SAMBUCO
Sambucus
Nigra
Spontaneo
ed infestante nei boschi di tutta Italia, il Sambuco ha in se' un aspetto
inquietante. Considerato come "la farmacia degli dei", sette volte
davanti a lui il contadino si prostrava perché, sette sono i doni che dal
Sambuco si ricavava. Il suo legno è assai gracile, ma adatto per suonare: pare
che fosse di Sambuco il celeberrimo flauto del Pifferaio magico. Ma il suo legno
era impiegato per molti altri strumenti capace di rapirti col loro suono magico.
Per il suo midollo interno, fragile e facile a spezzarsi, il Sambuco veniva
preso a modello per dire a uno che è senza carattere: “Sei come un
Sambuco”. Il Sambuco era l’albero di Holda, una fata del folclore medievale
germanico, raffigurata come una giovane donna dai capelli d'oro.
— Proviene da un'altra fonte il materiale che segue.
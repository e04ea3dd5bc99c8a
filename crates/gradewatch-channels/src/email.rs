//! Email channel — async SMTP sending via lettre.
//!
//! Fixed sender/receiver pair from config; the auth field is the SMTP
//! password or app auth code most campus mail providers hand out.

use async_trait::async_trait;
use lettre::message::header::ContentType;
use lettre::transport::smtp::authentication::Credentials;
use lettre::{AsyncSmtpTransport, AsyncTransport, Message, Tokio1Executor};

use gradewatch_core::config::EmailConfig;
use gradewatch_core::error::{GradewatchError, Result};
use gradewatch_core::traits::NotificationChannel;

pub struct EmailChannel {
    config: EmailConfig,
}

impl EmailChannel {
    pub fn new(config: EmailConfig) -> Self {
        Self { config }
    }

    fn dispatch_err(reason: String) -> GradewatchError {
        GradewatchError::Dispatch {
            channel: "email".into(),
            reason,
        }
    }

    /// Build the outgoing message. Separate from `send` so address and
    /// header handling is testable without a live SMTP server.
    pub fn build_message(&self, subject: &str, content: &str) -> Result<Message> {
        Message::builder()
            .from(
                self.config
                    .sender
                    .parse()
                    .map_err(|e| Self::dispatch_err(format!("sender address: {e}")))?,
            )
            .to(self
                .config
                .receiver
                .parse()
                .map_err(|e| Self::dispatch_err(format!("receiver address: {e}")))?)
            .subject(subject)
            .header(ContentType::TEXT_PLAIN)
            .body(content.to_string())
            .map_err(|e| Self::dispatch_err(format!("build message: {e}")))
    }
}

#[async_trait]
impl NotificationChannel for EmailChannel {
    fn name(&self) -> &str {
        "email"
    }

    async fn send(&self, subject: &str, content: &str) -> Result<()> {
        let message = self.build_message(subject, content)?;

        let creds = Credentials::new(self.config.sender.clone(), self.config.auth.clone());
        let mailer = AsyncSmtpTransport::<Tokio1Executor>::relay(&self.config.smtp_host)
            .map_err(|e| Self::dispatch_err(format!("smtp relay: {e}")))?
            .port(self.config.smtp_port)
            .credentials(creds)
            .build();

        mailer
            .send(message)
            .await
            .map_err(|e| Self::dispatch_err(format!("smtp send: {e}")))?;
        tracing::info!("✅ Email sent: {subject}");
        Ok(())
    }
}
//! Structural snapshot diff.
//!
//! Identity-keyed comparison producing a deterministic change sequence:
//! added, then removed, then modified, each group in identity sort order.
//! Identical inputs always produce identical output.

use std::collections::BTreeMap;

use gradewatch_core::types::{ChangeEvent, ChangeKind, Record, RecordIdentity, Snapshot};

/// Diff `current` against `previous`.
///
/// A `None` previous is the first-ever observation: no events are emitted
/// (no notification storm on first run); the caller still persists the
/// snapshot.
pub fn diff(previous: Option<&Snapshot>, current: &Snapshot) -> Vec<ChangeEvent> {
    let Some(previous) = previous else {
        tracing::debug!(
            "First observation for {} {}; baseline only",
            current.account_key,
            current.kind
        );
        return Vec::new();
    };

    let before = index(&previous.records);
    let after = index(&current.records);

    let mut added = Vec::new();
    let mut removed = Vec::new();
    let mut modified = Vec::new();

    // BTreeMap iteration gives identity sort order within each group.
    for (id, rec) in &after {
        if !before.contains_key(id) {
            added.push(ChangeEvent {
                kind: ChangeKind::Added,
                identity: id.clone(),
                before: None,
                after: Some((*rec).clone()),
            });
        }
    }
    for (id, rec) in &before {
        if !after.contains_key(id) {
            removed.push(ChangeEvent {
                kind: ChangeKind::Removed,
                identity: id.clone(),
                before: Some((*rec).clone()),
                after: None,
            });
        }
    }
    for (id, new) in &after {
        if let Some(old) = before.get(id) {
            if old.normalized() != new.normalized() {
                modified.push(ChangeEvent {
                    kind: ChangeKind::Modified,
                    identity: id.clone(),
                    before: Some((*old).clone()),
                    after: Some((*new).clone()),
                });
            }
        }
    }

    let mut events = added;
    events.append(&mut removed);
    events.append(&mut modified);
    events
}

fn index(records: &[Record]) -> BTreeMap<RecordIdentity, &Record> {
    let mut map = BTreeMap::new();
    for rec in records {
        // Identity keys are unique within one snapshot; a duplicate would
        // mean the adapter emitted the same record twice — keep the last.
        map.insert(rec.identity(), rec);
    }
    map
}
Essa, abitava
nei sambuchi che si trovavano nei pressi delle acque dei fiumi, laghi e fonti.
Per contro, altrove si raccontava che in questo arbusto, vi abitasse una vecchia
strega che si irritava se prima di recidere un ramo, non gli si chiedeva il
permesso cosi recitando: "Vecchia cara, dammi del tuo io del mio te ne darò
quando in albero mi trasformerò". Un tempo si raccomandava di non tenere
mai i bambini in una culla di Sambuco perché, le Fate li avrebbero fatti
diventare blu e neri a forza di pizzicotti. Anche i suoi fiori hanno del magico:
basti ricordare che è sufficiente guardare l'infiorescenza per capire se ci sarà
o meno siccità per la nuova annata. I suoi frutti, piccoli e neri, sono ancor
oggi ricercati per preparare ottime marmellate. Anche le api, traggono dal
Sambuco un ottimo miele, adatto anche come toccasana.